Thursday 22 October 2009

EDITING

EDITING

The long take: the long take involves filming a lengthy sequence without cuts. This is considered to be the essence of filmmaking as it is extraordinary difficult to achieve. The concept of the long take was taken to the extreme by Sokurov, in 2002 in his film ‘Russian Ark’ where the whole film is a long take

St Petersburg's Hermitage Museum is the Russian Ark guarding art and history. Alexander Sokurov's unique tour of the museum, consists of one, 96-minute-long, continuous tracking shot - the longest of its kind in the history of the medium. To have pulled off such an ambitious task proved no mean feat but the film's achievements are not restricted to its technical prowess.
Unmistakably the work of an autonomous talent, the word "director" hardly seems to give Sokurov enough credit. Yet Russian Ark finds each of its 2,000-plus cast and crew rising to the occasion.
After three false starts, the film was captured on the fourth take. In contrast to Sokurov's film, Darren Aronofsky's Requiem for a Dream contains more than 2,000 cuts.
http://www.bbc.co.uk/bbcfour/cinema/features/russian-ark.shtml
 WATCH THE TWO EXAMPLES OF LONG TAKES FROM:
 Atonement (2007) Directed by Joe Wright
 Hunger (2008) Directed by Steve McQueen
Q: Discuss what the function is of these Long takes?
Q: What are the similarities & differences between them?

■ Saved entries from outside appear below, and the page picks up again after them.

use std::fmt::Display;

use jiff::Timestamp;
use payloads::{Image, PAGE_SIZE, responses::SearchResults};

use crate::{Notification, QueryToken, ValidationError};

#[derive(Debug, Clone, Copy, PartialEq, Eq, Default)]
pub enum Phase {
    #[default]
    Idle,
    Fetching,
    Succeeded,
    Failed,
}

/// A fetch the caller should run, then hand back to
/// [`GalleryState::settle`] together with its `generation`.
#[derive(Debug, Clone, PartialEq, Eq)]
pub struct FetchRequest {
    pub generation: u64,
    pub term: String,
    pub page: u32,
}

/// True when `page` is the last page for a query with `total_hits` matches.
///
/// A partial final page still counts as the last page.
pub fn is_last_page(total_hits: u32, page: u32) -> bool {
    page == total_hits.div_ceil(PAGE_SIZE)
}

#[derive(Debug, Clone, PartialEq)]
pub struct GalleryState {
    query: Option<QueryToken>,
    page: u32,
    images: Vec<Image>,
    phase: Phase,
    all_results_loaded: bool,
    error: bool,
    /// Bumped for every fetch issued. Only the settle carrying the latest
    /// value is applied.
    generation: u64,
}

impl Default for GalleryState {
    fn default() -> Self {
        Self {
            query: None,
            page: 1,
            images: Vec::new(),
            phase: Phase::Idle,
            all_results_loaded: false,
            error: false,
            generation: 0,
        }
    }
}

impl GalleryState {
    pub fn query(&self) -> Option<&QueryToken> {
        self.query.as_ref()
    }

    /// The term of the current query, without its timestamp.
    pub fn search_term(&self) -> Option<&str> {
        self.query.as_ref().map(QueryToken::term)
    }

    pub fn page(&self) -> u32 {
        self.page
    }

    pub fn images(&self) -> &[Image] {
        &self.images
    }

    pub fn phase(&self) -> Phase {
        self.phase
    }

    pub fn is_loading(&self) -> bool {
        self.phase == Phase::Fetching
    }

    pub fn all_results_loaded(&self) -> bool {
        self.all_results_loaded
    }

    /// Always false outside of [`Self::settle`]: a failure sets the flag and
    /// the end of the same settle clears it.
    pub fn has_error(&self) -> bool {
        self.error
    }

    /// Whether the load more control should be offered.
    pub fn can_load_more(&self) -> bool {
        !self.images.is_empty()
            && !self.all_results_loaded
            && !self.is_loading()
    }

    /// Start a new query from the raw form input.
    ///
    /// Blank input leaves the state untouched. Otherwise pagination resets to
    /// page 1 with no images, and the page 1 fetch is returned. A fetch still
    /// in flight for an older query is superseded.
    pub fn submit(
        &mut self,
        raw: &str,
        now: Timestamp,
    ) -> Result<FetchRequest, ValidationError> {
        let token = QueryToken::new(now, raw)?;
        tracing::debug!(query = %token, "new search");

        self.query = Some(token);
        self.page = 1;
        self.images.clear();
        self.error = false;
        self.all_results_loaded = false;
        Ok(self.begin_fetch())
    }

    /// Ask for the next page.
    ///
    /// Returns `None` and changes nothing while a fetch is in flight, before
    /// the first search, or once every page has been loaded.
    pub fn load_more(&mut self) -> Option<FetchRequest> {
        if self.is_loading() {
            tracing::debug!(
                page = self.page,
                "fetch in flight, ignoring load more"
            );
            return None;
        }
        if self.query.is_none() || self.all_results_loaded {
            return None;
        }

        self.page += 1;
        Some(self.begin_fetch())
    }

    /// Fold the outcome of a fetch back into the state, returning the
    /// notifications to show in order.
    ///
    /// Outcomes for anything but the latest fetch are dropped.
    pub fn settle<E: Display>(
        &mut self,
        generation: u64,
        outcome: Result<SearchResults, E>,
    ) -> Vec<Notification> {
        if generation != self.generation {
            tracing::debug!(
                generation,
                current = self.generation,
                "discarding stale search results"
            );
            return Vec::new();
        }

        let mut notifications = Vec::new();
        match outcome {
            Ok(results) if results.is_empty() => {
                notifications.push(Notification::NoResults);
                self.phase = Phase::Succeeded;
            }
            Ok(results) => {
                let page = self.page;
                let total_hits = results.total_hits;
                notifications.extend(self.merge(
                    page,
                    results.hits,
                    total_hits,
                ));
                notifications.extend(self.check_completion(total_hits, page));
                self.phase = Phase::Succeeded;
            }
            Err(e) => {
                tracing::error!(
                    error = %e,
                    term = self.search_term().unwrap_or_default(),
                    page = self.page,
                    "image search failed"
                );
                self.error = true;
                notifications.push(Notification::FetchFailed);
                self.phase = Phase::Failed;
            }
        }

        // Cleared after every settle, including failed ones
        self.error = false;
        notifications
    }

    /// Merge one page of hits. Page 1 replaces whatever was held and reports
    /// the total; later pages append in arrival order.
    pub fn merge(
        &mut self,
        page: u32,
        hits: Vec<Image>,
        total_hits: u32,
    ) -> Option<Notification> {
        if page == 1 {
            self.images = hits;
            Some(Notification::Found { total_hits })
        } else {
            self.images.extend(hits);
            None
        }
    }

    /// Record whether `page` exhausted the results.
    pub fn check_completion(
        &mut self,
        total_hits: u32,
        page: u32,
    ) -> Option<Notification> {
        self.all_results_loaded = is_last_page(total_hits, page);
        self.all_results_loaded.then_some(Notification::AllLoaded)
    }

    fn begin_fetch(&mut self) -> FetchRequest {
        self.generation += 1;
        self.phase = Phase::Fetching;
        FetchRequest {
            generation: self.generation,
            term: self.search_term().unwrap_or_default().to_string(),
            page: self.page,
        }
    }
}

Montage functions as the opposite of the long take where various images are cut together in a sequence; this challenges the spectator to make meaning from the rapid use of images, relating the images before and after an image to make sense of the sequence.

Watch the Odessa steps sequence from Battleship Potemkin (1925) and its homage from Brian De Palma in The Untouchables (1987)
http://www.kjudge-asfilmstudies.blogspot.com/


Match on action or ‘cut on action’ is a component of seamless editing where a point of action (like handing something to someone) is shot from different angles and cut at the point of action creating a match.